Stored items:
Segment Open
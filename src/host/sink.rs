// src/host/sink.rs

use anyhow::anyhow;
use tokio::sync::mpsc;

use crate::errors::Result;
use crate::kernel::{OutputSink, StreamName};

use super::protocol::OutgoingMessage;

/// `OutputSink` that queues `stream` messages for the stdout writer,
/// tagged with the id of the request that produced them.
#[derive(Debug, Clone)]
pub struct ChannelSink {
    parent_id: Option<String>,
    tx: mpsc::UnboundedSender<OutgoingMessage>,
}

impl ChannelSink {
    pub fn new(parent_id: Option<String>, tx: mpsc::UnboundedSender<OutgoingMessage>) -> Self {
        Self { parent_id, tx }
    }
}

impl OutputSink for ChannelSink {
    fn stream(&mut self, name: StreamName, text: &str) -> Result<()> {
        self.tx
            .send(OutgoingMessage::stream(self.parent_id.clone(), name, text))
            .map_err(|_| anyhow!("host output writer has stopped"))?;
        Ok(())
    }
}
Segment Closed
▸ **Task to carry out**: Read the data above. Pull out each line in which the string "UnboundedSender" appears.

▸ **Answer space**:
    tx: mpsc::UnboundedSender<OutgoingMessage>,
    pub fn new(parent_id: Option<String>, tx: mpsc::UnboundedSender<OutgoingMessage>) -> Self {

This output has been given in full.